___ Materials provided ___

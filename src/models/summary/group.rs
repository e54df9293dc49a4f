//! Issue group summary model

use serde::Serialize;

use super::common::truncate_chars;
use crate::client::models::{IssueGroup, ResourceId};

/// Maximum number of location names and CVEs listed
const MAX_LIST_ITEMS: usize = 5;

/// Maximum characters of remediation guidance kept
const MAX_HOW_TO_FIX_CHARS: usize = 200;

/// Compact issue group for list output
#[derive(Debug, Clone, Serialize)]
pub struct IssueGroupSummary {
    #[serde(skip_serializing_if = "Option::is_none")]
    pub id: Option<ResourceId>,

    #[serde(rename = "type", skip_serializing_if = "Option::is_none")]
    pub group_type: Option<String>,

    #[serde(skip_serializing_if = "Option::is_none")]
    pub severity: Option<String>,

    #[serde(skip_serializing_if = "Option::is_none")]
    pub title: Option<String>,

    #[serde(skip_serializing_if = "Option::is_none")]
    pub description: Option<String>,

    /// Total number of locations, including those not listed
    pub location_count: usize,

    /// Names of the first five locations
    pub locations: Vec<String>,

    #[serde(skip_serializing_if = "Option::is_none")]
    pub fix_time_minutes: Option<i64>,

    /// First 200 characters of the guidance
    #[serde(skip_serializing_if = "Option::is_none")]
    pub how_to_fix: Option<String>,

    /// First five related CVEs
    pub cves: Vec<String>,
}

impl From<&IssueGroup> for IssueGroupSummary {
    fn from(group: &IssueGroup) -> Self {
        Self {
            id: group.id.clone(),
            group_type: group.group_type.clone(),
            severity: group.severity.clone(),
            title: group.title.clone(),
            description: group.description.clone(),
            location_count: group.locations.len(),
            locations: group
                .locations
                .iter()
                .take(MAX_LIST_ITEMS)
                .filter_map(|l| l.name.clone())
                .collect(),
            fix_time_minutes: group.time_to_fix_minutes,
            how_to_fix: group
                .how_to_fix
                .as_deref()
                .map(|text| truncate_chars(text, MAX_HOW_TO_FIX_CHARS)),
            cves: group
                .related_cve_ids
                .iter()
                .take(MAX_LIST_ITEMS)
                .cloned()
                .collect(),
        }
    }
}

___

> [Task to carry out] Restate the data word for word, leaving nothing out.

> [Expected answer]
filename src/models/summary/group.rs
repository e54df9293dc49a4f
//! Issue group summary model

use serde::Serialize;

use super::common::truncate_chars;
use crate::client::models::{IssueGroup, ResourceId};

/// Maximum number of location names and CVEs listed
const MAX_LIST_ITEMS: usize = 5;

/// Maximum characters of remediation guidance kept
const MAX_HOW_TO_FIX_CHARS: usize = 200;

/// Compact issue group for list output
#[derive(Debug, Clone, Serialize)]
pub struct IssueGroupSummary {
    #[serde(skip_serializing_if = "Option::is_none")]
    pub id: Option<ResourceId>,

    #[serde(rename = "type", skip_serializing_if = "Option::is_none")]
    pub group_type: Option<String>,

    #[serde(skip_serializing_if = "Option::is_none")]
    pub severity: Option<String>,

    #[serde(skip_serializing_if = "Option::is_none")]
    pub title: Option<String>,

    #[serde(skip_serializing_if = "Option::is_none")]
    pub description: Option<String>,

    /// Total number of locations, including those not listed
    pub location_count: usize,

    /// Names of the first five locations
    pub locations: Vec<String>,

    #[serde(skip_serializing_if = "Option::is_none")]
    pub fix_time_minutes: Option<i64>,

    /// First 200 characters of the guidance
    #[serde(skip_serializing_if = "Option::is_none")]
    pub how_to_fix: Option<String>,

    /// First five related CVEs
    pub cves: Vec<String>,
}

impl From<&IssueGroup> for IssueGroupSummary {
    fn from(group: &IssueGroup) -> Self {
        Self {
            id: group.id.clone(),
            group_type: group.group_type.clone(),
            severity: group.severity.clone(),
            title: group.title.clone(),
            description: group.description.clone(),
            location_count: group.locations.len(),
            locations: group
                .locations
                .iter()
                .take(MAX_LIST_ITEMS)
                .filter_map(|l| l.name.clone())
                .collect(),
            fix_time_minutes: group.time_to_fix_minutes,
            how_to_fix: group
                .how_to_fix
                .as_deref()
                .map(|text| truncate_chars(text, MAX_HOW_TO_FIX_CHARS)),
            cves: group
                .related_cve_ids
                .iter()
                .take(MAX_LIST_ITEMS)
                .cloned()
                .collect(),
        }
    }
}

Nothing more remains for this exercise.